Background: Previous studies in the pre-biological era showed an association of wrist inflammation in juvenile idiopathic arthritis (JIA) with progressive disease course, polyarticular involvement and failure of methotrexate treatment.

Aim: To describe features of JIA, associated with wrist arthritis.

Methods: Data from about 753 JIA patients were included in this retrospective cohort study. The clinical and laboratory features of patients with and without wrist involvement were analyzed.

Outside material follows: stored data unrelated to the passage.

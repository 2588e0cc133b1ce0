//! Batch result extraction
//!
//! Batch targets return results of unknown shape. Extraction attempts a
//! tolerant decode into a structured outcome; anything undecodable falls
//! back to "full success" rather than failing the wrapped call.

use crate::entry::OutcomeStatus;
use serde::Deserialize;
use serde_json::Value;

#[derive(Debug, Deserialize)]
struct RawOutcome {
    #[serde(alias = "successful", alias = "success")]
    processed: Option<u64>,
    failed: Option<u64>,
    errors: Option<Vec<Value>>,
}

/// Decoded outcome of a batch run.
#[derive(Debug, Clone, PartialEq, Eq)]
pub struct BatchOutcome {
    pub processed: u64,
    pub failed: u64,
    pub errors: Vec<String>,
}

impl BatchOutcome {
    /// Decode a successful result. A JSON record is read for explicit
    /// `processed`/`successful`/`success`, `failed`, and `errors` fields;
    /// any other shape means the target reported nothing structured and
    /// the whole input is assumed processed.
    pub fn from_result(result: &Value, total_items: u64) -> Self {
        if !result.is_object() {
            return Self::assume_success(total_items);
        }

        match serde_json::from_value::<RawOutcome>(result.clone()) {
            Ok(raw) => Self {
                processed: raw.processed.unwrap_or(total_items),
                failed: raw.failed.unwrap_or(0),
                errors: raw
                    .errors
                    .unwrap_or_default()
                    .into_iter()
                    .map(stringify)
                    .collect(),
            },
            Err(_) => Self::assume_success(total_items),
        }
    }

    /// Outcome for a call that raised: nothing processed, everything failed.
    pub fn from_failure(error: String, total_items: u64) -> Self {
        Self {
            processed: 0,
            failed: total_items,
            errors: vec![error],
        }
    }

    fn assume_success(total_items: u64) -> Self {
        Self {
            processed: total_items,
            failed: 0,
            errors: Vec::new(),
        }
    }

    pub fn status(&self) -> OutcomeStatus {
        if self.failed == 0 {
            OutcomeStatus::Completed
        } else if self.processed > 0 {
            OutcomeStatus::Partial
        } else {
            OutcomeStatus::Failed
        }
    }
}

fn stringify(value: Value) -> String {
    match value {
        Value::String(s) => s,
        other => other.to_string(),
    }
}

#[cfg(test)]
mod tests {
    use super::*;
    use serde_json::json;

    #[test]
    fn test_structured_record_is_read() {
        let outcome = BatchOutcome::from_result(&json!({"processed": 10, "failed": 0}), 5);
        assert_eq!(outcome.processed, 10);
        assert_eq!(outcome.failed, 0);
        assert_eq!(outcome.status(), OutcomeStatus::Completed);
    }

    #[test]
    fn test_partial_when_some_failed() {
        let outcome = BatchOutcome::from_result(&json!({"processed": 8, "failed": 2}), 10);
        assert_eq!(outcome.status(), OutcomeStatus::Partial);
    }

    #[test]
    fn test_all_failed() {
        let outcome = BatchOutcome::from_result(&json!({"processed": 0, "failed": 3}), 3);
        assert_eq!(outcome.status(), OutcomeStatus::Failed);
    }

    #[test]
    fn test_non_record_result_assumes_full_success() {
        let outcome = BatchOutcome::from_result(&json!("ok"), 5);
        assert_eq!(outcome.processed, 5);
        assert_eq!(outcome.failed, 0);
        assert_eq!(outcome.status(), OutcomeStatus::Completed);
    }

    #[test]
    fn test_aliases() {
        let outcome = BatchOutcome::from_result(&json!({"successful": 4}), 4);
        assert_eq!(outcome.processed, 4);

        let outcome = BatchOutcome::from_result(&json!({"success": 2, "failed": 1}), 3);
        assert_eq!(outcome.processed, 2);
        assert_eq!(outcome.status(), OutcomeStatus::Partial);
    }

    #[test]
    fn test_undecodable_record_falls_back_to_defaults() {
        // wrong types inside a record shape must not break extraction
        let outcome = BatchOutcome::from_result(&json!({"processed": "many"}), 7);
        assert_eq!(outcome.processed, 7);
        assert_eq!(outcome.failed, 0);
        assert!(outcome.errors.is_empty());
    }

    #[test]
    fn test_failure_outcome() {
        let outcome = BatchOutcome::from_failure("boom".to_string(), 3);
        assert_eq!(outcome.processed, 0);
        assert_eq!(outcome.failed, 3);
        assert_eq!(outcome.errors, vec!["boom".to_string()]);
        assert_eq!(outcome.status(), OutcomeStatus::Failed);
    }

    #[test]
    fn test_error_values_are_stringified() {
        let outcome = BatchOutcome::from_result(
            &json!({"processed": 1, "failed": 1, "errors": ["bad row", {"row": 7}]}),
            2,
        );
        assert_eq!(outcome.errors[0], "bad row");
        assert_eq!(outcome.errors[1], "{\"row\":7}");
    }
}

Results: Wrist involvement was found in oligoarthritis (5.8%), RF(-)/RF(+) polyarthritis (44.9%/15.0%), enthesitis-related arthritis (17.7%), and systemic (58.6%) JIA categories. Unilateral wrist involvement was typical for oligoarthritis patients, bilateral involvement was either equal to that of unilateral involvement or was more frequent in other categories. Wrist arthritis was found to be associated with female sex, a low incidence of uveitis, and more indications of systemic inflammation, including elevated levels of C-reactive protein, erythrocyte sedimentation rate, and platelets, as well as involvement of the cervical spine, temporomandibular, shoulder, elbow, metacarpophalangeal, proximal interphalangeal, distal interphalangeal, hip, ankle, and tarsus arthritis. The number of patients with hip osteoarthritis and hip replacement was also higher. Wrist arthritis was associated with a lower probability of achieving remission [hazard ratio (HR) = 1.3 (95%CI: 1.0-1.7), = 0.055], and a higher probability of being treated with biologics [HR = 1.7 (95%CI: 1.3-2.10, = 0.00009)].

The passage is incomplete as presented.